RESULTS OF OPERATIONS-Three months ended March 31, 2001 versus 2000.

The 9.0% increase in revenues from the rentals of flight equipment from $531.8 million in 2000 to $579.6 million in 2001, is due to an increase in the number of aircraft available for operating lease. At March 31, 2001 the Company's leased fleet consisted of 423 aircraft compared to a fleet of 380 aircraft at March 31, 2000. Additionally, the cost of the leased fleet, which includes aircraft subject to sale-lease back transactions from which rental income is earned, increased 12.6% from $20.6 billion in 2000 to $23.2 billion in 2001.

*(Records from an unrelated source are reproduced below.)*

use std::sync::Arc;

use bytes::BytesMut;
use tokio::fs::File;
use tokio::io::{AsyncRead, AsyncReadExt, AsyncWrite, AsyncWriteExt};
use tracing::{debug, error, info};

use crate::http::error::{Fault, ServeError};
use crate::http::parser::{has_request_line, parse_request_line};
use crate::http::path::{self, ResolvedPath};
use crate::http::request::Request;
use crate::http::response::{Response, StatusCode};
use crate::http::site::Site;
use crate::http::writer::ResponseWriter;

const READ_CHUNK: usize = 1024;

/// What a successful stat told us about the file.
#[derive(Debug, Clone, Copy, PartialEq, Eq)]
pub struct FileMetadata {
    pub len: u64,
}

/// Handles exactly one request on one stream, then closes it.
///
/// Everything the connection touches (read buffer, request, path, file
/// handle) is owned here; the only thing shared with other connections is
/// the read-only `Site`.
pub struct Connection<S> {
    stream: S,
    site: Arc<Site>,
    buffer: BytesMut,
    state: ConnectionState,
    status: Option<StatusCode>,
}

pub enum ConnectionState {
    ReadingRequest,
    Parsed(Request),
    Resolving(Request, ResolvedPath),
    Serving(Request, ResolvedPath, FileMetadata, File),
    Writing(ResponseWriter, bool), // bool = faulted?
    Responded,
    Closed,
}

impl<S> Connection<S>
where
    S: AsyncRead + AsyncWrite + Unpin,
{
    pub fn new(stream: S, site: Arc<Site>) -> Self {
        let capacity = site.max_request_size;
        Self {
            stream,
            site,
            buffer: BytesMut::with_capacity(capacity),
            state: ConnectionState::ReadingRequest,
            status: None,
        }
    }

    pub fn state(&self) -> &ConnectionState {
        &self.state
    }

    /// Status of the response that was (or was about to be) written.
    pub fn status(&self) -> Option<StatusCode> {
        self.status
    }

    pub async fn run(&mut self) -> anyhow::Result<()> {
        loop {
            match std::mem::replace(&mut self.state, ConnectionState::Closed) {
                ConnectionState::ReadingRequest => {
                    self.state = match self.read_request().await {
                        Ok(req) => ConnectionState::Parsed(req),
                        Err(e) => self.fail(e, false),
                    };
                }

                ConnectionState::Parsed(req) => {
                    self.state = if req.method.is_supported() {
                        let resolved = path::resolve(&self.site.root, &req.target);
                        ConnectionState::Resolving(req, resolved)
                    } else {
                        debug!(method = %req.method, uri = %req.target, "Unsupported method");
                        self.fail(ServeError::Unimplemented, false)
                    };
                }

                ConnectionState::Resolving(req, resolved) => {
                    self.state = match open(&resolved).await {
                        Ok((meta, file)) => ConnectionState::Serving(req, resolved, meta, file),
                        Err(e) => {
                            debug!(uri = %req.target, path = %resolved, "Resolved path is not servable");
                            self.fail(e, req.is_head())
                        }
                    };
                }

                ConnectionState::Serving(req, resolved, meta, file) => {
                    self.state = match serve(&self.site, &req, &resolved, meta, file).await {
                        Ok(response) => {
                            info!(
                                method = %req.method,
                                uri = %req.target,
                                path = %resolved,
                                bytes = meta.len,
                                "200 OK"
                            );
                            self.respond(response, false)
                        }
                        Err(e) => self.fail(e, req.is_head()),
                    };
                }

                ConnectionState::Writing(mut writer, faulted) => {
                    if let Err(e) = writer.write_to_stream(&mut self.stream).await {
                        self.state = ConnectionState::Closed;
                        return Err(e.context("writing response"));
                    }
                    if let Err(e) = self.stream.shutdown().await {
                        debug!(error = %e, "Shutdown failed");
                    }

                    self.state = if faulted {
                        ConnectionState::Closed
                    } else {
                        ConnectionState::Responded
                    };
                }

                state @ (ConnectionState::Responded | ConnectionState::Closed) => {
                    self.state = state;
                    break;
                }
            }
        }

        Ok(())
    }

    /// Reads until the request line is complete, the size bound is hit, or
    /// the peer stops sending. Bytes past the bound are never read.
    pub async fn read_request(&mut self) -> Result<Request, ServeError> {
        let limit = self.site.max_request_size;
        let mut temp = [0u8; READ_CHUNK];

        while !has_request_line(&self.buffer) && self.buffer.len() < limit {
            let want = (limit - self.buffer.len()).min(temp.len());
            let n = self.stream.read(&mut temp[..want]).await.map_err(Fault::Read)?;

            if n == 0 {
                // Client closed; parse whatever arrived
                break;
            }

            self.buffer.extend_from_slice(&temp[..n]);
        }

        Ok(parse_request_line(&self.buffer)?)
    }

    fn respond(&mut self, response: Response, faulted: bool) -> ConnectionState {
        self.status = Some(response.status);
        ConnectionState::Writing(ResponseWriter::new(&response), faulted)
    }

    fn fail(&mut self, err: ServeError, head: bool) -> ConnectionState {
        let faulted = matches!(err, ServeError::InternalFault(_));
        if faulted {
            error!(error = %err, "Request failed");
        } else {
            debug!(error = %err, status = err.status().as_u16(), "Request rejected");
        }

        let response = err.to_response();
        let response = if head { response.into_head() } else { response };
        self.respond(response, faulted)
    }
}

/// Builds the 200 response. HEAD never reads the file but reports the same
/// length and type GET would.
async fn serve(
    site: &Site,
    req: &Request,
    resolved: &ResolvedPath,
    meta: FileMetadata,
    file: File,
) -> Result<Response, ServeError> {
    let content_type = site
        .mime
        .resolve(resolved)
        .map(|entry| entry.content_type.as_str());

    if req.is_head() {
        drop(file);
        return Ok(Response::file_head(meta.len, content_type));
    }

    let body = read_body(file, meta).await?;
    Ok(Response::file(body, content_type))
}

/// Stats then opens the file. A failed stat, or anything that is not a
/// regular file, is a 404; an open failure after a good stat is a 500.
async fn open(resolved: &ResolvedPath) -> Result<(FileMetadata, File), ServeError> {
    let meta = tokio::fs::metadata(resolved).await.map_err(ServeError::NotFound)?;
    if !meta.is_file() {
        return Err(ServeError::NotFound(std::io::Error::other("not a regular file")));
    }

    let file = File::open(resolved).await.map_err(Fault::Open)?;
    Ok((FileMetadata { len: meta.len() }, file))
}

/// Reads exactly `meta.len` bytes. Anything less is a fault, and the partial
/// buffer is dropped without being sent.
async fn read_body(file: File, meta: FileMetadata) -> Result<Vec<u8>, ServeError> {
    let expected = meta.len;
    let len = usize::try_from(expected).map_err(|_| Fault::Alloc(expected))?;

    let mut body = Vec::new();
    body.try_reserve_exact(len).map_err(|_| Fault::Alloc(expected))?;

    file.take(expected)
        .read_to_end(&mut body)
        .await
        .map_err(Fault::Read)?;

    let actual = body.len() as u64;
    if actual != expected {
        return Err(Fault::ShortRead { expected, actual }.into());
    }

    Ok(body)
}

In addition to its leasing operations, the Company engages in the marketing of flight equipment at the end of, or during, the lease term, as well as the sales of flight equipment on a principal and commission basis. Revenue from flight equipment marketing increased from $7.2 million in 2000 to $19.0 million in 2001 as a result of an increase in third party flight equipment marketing commissions partially offset by the sale of one company owned engine in the first quarter of 2001 compared to three engines in the first quarter of 2000.

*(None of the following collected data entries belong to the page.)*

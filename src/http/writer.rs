use tokio::io::{AsyncWrite, AsyncWriteExt};

use crate::http::response::Response;

const HTTP_VERSION: &str = "HTTP/1.0";

/// Serializes a response: status line, headers, blank line, body.
pub fn serialize_response(resp: &Response) -> Vec<u8> {
    let head_len: usize = 64 + resp
        .headers
        .iter()
        .map(|(k, v)| k.len() + v.len() + 4)
        .sum::<usize>();
    let mut buf = Vec::with_capacity(head_len + resp.body.len());

    // Status line
    let status_line = format!(
        "{} {} {}\r\n",
        HTTP_VERSION,
        resp.status.as_u16(),
        resp.status.reason_phrase()
    );
    buf.extend_from_slice(status_line.as_bytes());

    for (k, v) in &resp.headers {
        buf.extend_from_slice(k.as_bytes());
        buf.extend_from_slice(b": ");
        buf.extend_from_slice(v.as_bytes());
        buf.extend_from_slice(b"\r\n");
    }

    // Header/body separator
    buf.extend_from_slice(b"\r\n");

    buf.extend_from_slice(&resp.body);

    buf
}

/// Writes one fully serialized response.
///
/// Headers and body go out of the same buffer, so a client never sees the
/// header block split from a partial write.
pub struct ResponseWriter {
    buffer: Vec<u8>,
    written: usize,
}

impl ResponseWriter {
    pub fn new(response: &Response) -> Self {
        Self {
            buffer: serialize_response(response),
            written: 0,
        }
    }

    pub async fn write_to_stream<W>(&mut self, stream: &mut W) -> anyhow::Result<()>
    where
        W: AsyncWrite + Unpin,
    {
        while self.written < self.buffer.len() {
            let n = stream.write(&self.buffer[self.written..]).await?;

            if n == 0 {
                return Err(anyhow::anyhow!("connection closed while writing"));
            }

            self.written += n;
        }

        stream.flush().await?;
        Ok(())
    }
}
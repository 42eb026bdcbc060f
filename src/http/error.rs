use std::fmt;

use crate::http::parser::ParseError;
use crate::http::response::{Response, StatusCode};

/// Everything that can end a connection without a 200.
///
/// Each variant maps to exactly one status code. None of them outlives the
/// connection that produced it.
#[derive(Debug)]
pub enum ServeError {
    MalformedRequest(ParseError),
    NotFound(std::io::Error),
    Unimplemented,
    InternalFault(Fault),
}

/// Server-side faults, all answered with 500.
#[derive(Debug)]
pub enum Fault {
    Read(std::io::Error),
    Open(std::io::Error),
    Alloc(u64),
    ShortRead { expected: u64, actual: u64 },
}

impl ServeError {
    pub fn status(&self) -> StatusCode {
        match self {
            ServeError::MalformedRequest(_) => StatusCode::BadRequest,
            ServeError::NotFound(_) => StatusCode::NotFound,
            ServeError::Unimplemented => StatusCode::NotImplemented,
            ServeError::InternalFault(_) => StatusCode::InternalServerError,
        }
    }

    pub fn to_response(&self) -> Response {
        match self {
            ServeError::NotFound(_) => Response::not_found(),
            ServeError::InternalFault(_) => Response::internal_error(),
            _ => Response::error(self.status()),
        }
    }
}

impl fmt::Display for ServeError {
    fn fmt(&self, f: &mut fmt::Formatter<'_>) -> fmt::Result {
        match self {
            ServeError::MalformedRequest(e) => write!(f, "malformed request: {}", e),
            ServeError::NotFound(e) => write!(f, "not found: {}", e),
            ServeError::Unimplemented => write!(f, "method not implemented"),
            ServeError::InternalFault(e) => write!(f, "internal fault: {}", e),
        }
    }
}

impl fmt::Display for Fault {
    fn fmt(&self, f: &mut fmt::Formatter<'_>) -> fmt::Result {
        match self {
            Fault::Read(e) => write!(f, "read failed: {}", e),
            Fault::Open(e) => write!(f, "open failed after stat: {}", e),
            Fault::Alloc(size) => write!(f, "could not allocate {} bytes", size),
            Fault::ShortRead { expected, actual } => {
                write!(f, "short read: expected {} bytes, got {}", expected, actual)
            }
        }
    }
}

impl std::error::Error for ServeError {}

impl From<ParseError> for ServeError {
    fn from(e: ParseError) -> Self {
        ServeError::MalformedRequest(e)
    }
}

impl From<Fault> for ServeError {
    fn from(e: Fault) -> Self {
        ServeError::InternalFault(e)
    }
}
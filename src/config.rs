use std::path::PathBuf;

use anyhow::Context;
use serde::Deserialize;

/// Environment variable naming an optional YAML config file.
pub const CONFIG_ENV: &str = "LANTERN_CONFIG";

#[derive(Debug, Clone, Default, Deserialize)]
#[serde(default)]
pub struct Config {
    pub server: ServerConfig,
    pub static_files: StaticFilesConfig,
}

#[derive(Debug, Clone, Deserialize)]
#[serde(default)]
pub struct ServerConfig {
    pub listen_addr: String,
}

/// Settings for the files being served.
#[derive(Debug, Clone, Deserialize)]
#[serde(default)]
pub struct StaticFilesConfig {
    /// Directory every served path is confined to.
    pub root: PathBuf,
    /// Upper bound on the bytes read for a request; anything past it is dropped.
    pub max_request_size: usize,
    /// Optional `mime.types` file replacing the built-in table.
    pub mime_types: Option<PathBuf>,
}

impl Default for ServerConfig {
    fn default() -> Self {
        Self {
            listen_addr: "127.0.0.1:8080".to_string(),
        }
    }
}

impl Default for StaticFilesConfig {
    fn default() -> Self {
        Self {
            root: PathBuf::from("."),
            max_request_size: 2048,
            mime_types: None,
        }
    }
}

impl Config {
    /// Loads the config file named by `LANTERN_CONFIG` (if any), then applies
    /// the `LISTEN` and `CONTENT_ROOT` overrides.
    pub fn load() -> anyhow::Result<Self> {
        let mut cfg = match std::env::var(CONFIG_ENV) {
            Ok(path) => {
                let raw = std::fs::read_to_string(&path)
                    .with_context(|| format!("reading config file {}", path))?;
                Self::from_yaml(&raw)?
            }
            Err(_) => Self::default(),
        };

        if let Ok(addr) = std::env::var("LISTEN") {
            cfg.server.listen_addr = addr;
        }
        if let Ok(root) = std::env::var("CONTENT_ROOT") {
            cfg.static_files.root = PathBuf::from(root);
        }

        Ok(cfg)
    }

    pub fn from_yaml(raw: &str) -> anyhow::Result<Self> {
        let cfg: Config = serde_yaml::from_str(raw).context("invalid config")?;
        if cfg.static_files.max_request_size == 0 {
            anyhow::bail!("static_files.max_request_size must be greater than zero");
        }
        Ok(cfg)
    }
}
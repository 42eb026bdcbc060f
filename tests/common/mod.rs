#![allow(dead_code)]

use std::path::{Path, PathBuf};
use std::sync::Arc;
use std::sync::atomic::{AtomicUsize, Ordering};

use lantern::http::connection::Connection;
use lantern::http::response::StatusCode;
use lantern::http::site::Site;
use tokio::io::{AsyncReadExt, AsyncWriteExt};

static NEXT_ID: AtomicUsize = AtomicUsize::new(0);

/// A scratch content root, removed on drop.
pub struct TempRoot {
    path: PathBuf,
}

impl TempRoot {
    pub fn new() -> Self {
        let id = NEXT_ID.fetch_add(1, Ordering::SeqCst);
        let path = std::env::temp_dir().join(format!("lantern-test-{}-{}", std::process::id(), id));
        std::fs::create_dir_all(&path).unwrap();
        Self { path }
    }

    pub fn path(&self) -> &Path {
        &self.path
    }

    pub fn file(self, name: &str, contents: &[u8]) -> Self {
        let full = self.path.join(name);
        if let Some(parent) = full.parent() {
            std::fs::create_dir_all(parent).unwrap();
        }
        std::fs::write(full, contents).unwrap();
        self
    }

    pub fn dir(self, name: &str) -> Self {
        std::fs::create_dir_all(self.path.join(name)).unwrap();
        self
    }

    pub fn site(&self) -> Arc<Site> {
        Arc::new(Site::new(self.path.clone()))
    }
}

impl Drop for TempRoot {
    fn drop(&mut self) {
        let _ = std::fs::remove_dir_all(&self.path);
    }
}

/// The root used by most tests.
pub fn sample_root() -> TempRoot {
    TempRoot::new()
        .file("index.html", b"<h1>home</h1>")
        .file("data.json", b"{\"ok\":true}")
        .file("README", b"plain bytes, no extension")
        .file("sub/index.html", b"<h1>sub</h1>")
        .file("img/logo.png", &[0x89, b'P', b'N', b'G', 0x00, 0xff, 0x10])
        .dir("empty")
}

/// Runs one connection over an in-memory pipe and returns everything the
/// server wrote, plus the status it recorded.
pub async fn exchange(site: Arc<Site>, request: &[u8]) -> (Vec<u8>, Option<StatusCode>) {
    let (mut client, server) = tokio::io::duplex(256 * 1024);

    let handle = tokio::spawn(async move {
        let mut conn = Connection::new(server, site);
        conn.run().await.unwrap();
        conn.status()
    });

    client.write_all(request).await.unwrap();
    client.shutdown().await.unwrap();
    let mut out = Vec::new();
    client.read_to_end(&mut out).await.unwrap();

    let status = handle.await.unwrap();
    (out, status)
}

/// Splits a raw response into (head, body) at the first blank line.
pub fn split_response(raw: &[u8]) -> (String, Vec<u8>) {
    let pos = raw
        .windows(4)
        .position(|w| w == b"\r\n\r\n")
        .expect("response has no header terminator");
    let head = String::from_utf8(raw[..pos + 2].to_vec()).unwrap();
    (head, raw[pos + 4..].to_vec())
}

pub fn header_value<'a>(head: &'a str, name: &str) -> Option<&'a str> {
    head.split("\r\n")
        .filter_map(|line| line.split_once(": "))
        .find(|(k, _)| k.eq_ignore_ascii_case(name))
        .map(|(_, v)| v)
}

Interest expense increased from $174.2 million in 2000 to $202.0 million in 2001 as a result of an increase in the average composite borrowing rate from 6.13% in 2000 to 6.15% in 2001 and an increase in debt outstanding, excluding the effect of debt discount and excluding market values of derivatives, from $12.4 billion in 2000 to $14.1 billion in 2001. The Company's composite borrowing rate fluctuated as follows:

                                    2001       2000     Increase
                                    ----       ----     --------
Beginning of Quarter                6.37%      6.14%      0.23%
End of Quarter                      5.92%      6.12%     (0.20)%
Average                             6.15%      6.13%      0.02%

The Company adopted SFAS 133 on January 1, 2001 (see notes to the financial statements). The transition adjustment in the amount of $15,191 is accounted for as a cumulative effect of accounting change. $1.7 million related to the period accounting for SFAS 133 is included in the 2001 interest expense.

Depreciation of flight equipment increased from $163.9 million in 2000 to $181.2 million in 2001 due to the increased cost of the fleet.

Rent expense decreased from $34.3 million in 2000 to $32.5 million in 2001 due to a decrease in the lease rates resulting from an decrease in interest rates affecting the floating rate component of the lease rates and principal amortization. The Company, through subsidiaries, has entered into sale-leaseback transactions relating to 19 aircraft.

Provision for overhauls increased from $20.8 million in 2000 to $24.5 million in 2001 due to an increase in the number of aircraft and aggregate number of hours flown, on which the Company collects overhaul reserves. An increase or decrease in the number of aircraft on which the Company collects overhaul revenue may result in a corresponding change in the aggregate number of hours flown, for which overhaul reserves are provided.

-12-

ITEM 3 INTERNATIONAL LEASE FINANCE CORPORATION AND SUBSIDIARIES

QUANTITATIVE AND QUALITATIVE DISCLOSURES ABOUT MARKET RISK

VALUE AT RISK

Measuring potential losses in fair values has recently become the focus of risk management efforts by many companies. Such measurements are performed through the application of various statistical techniques. One such technique is Value at Risk (VaR), a summary statistical measure that uses historical interest rates, foreign currency exchange rates and equity prices which estimates the volatility and correlation of these rates and prices to calculate the maximum loss that could occur over a defined period of time given a certain probability.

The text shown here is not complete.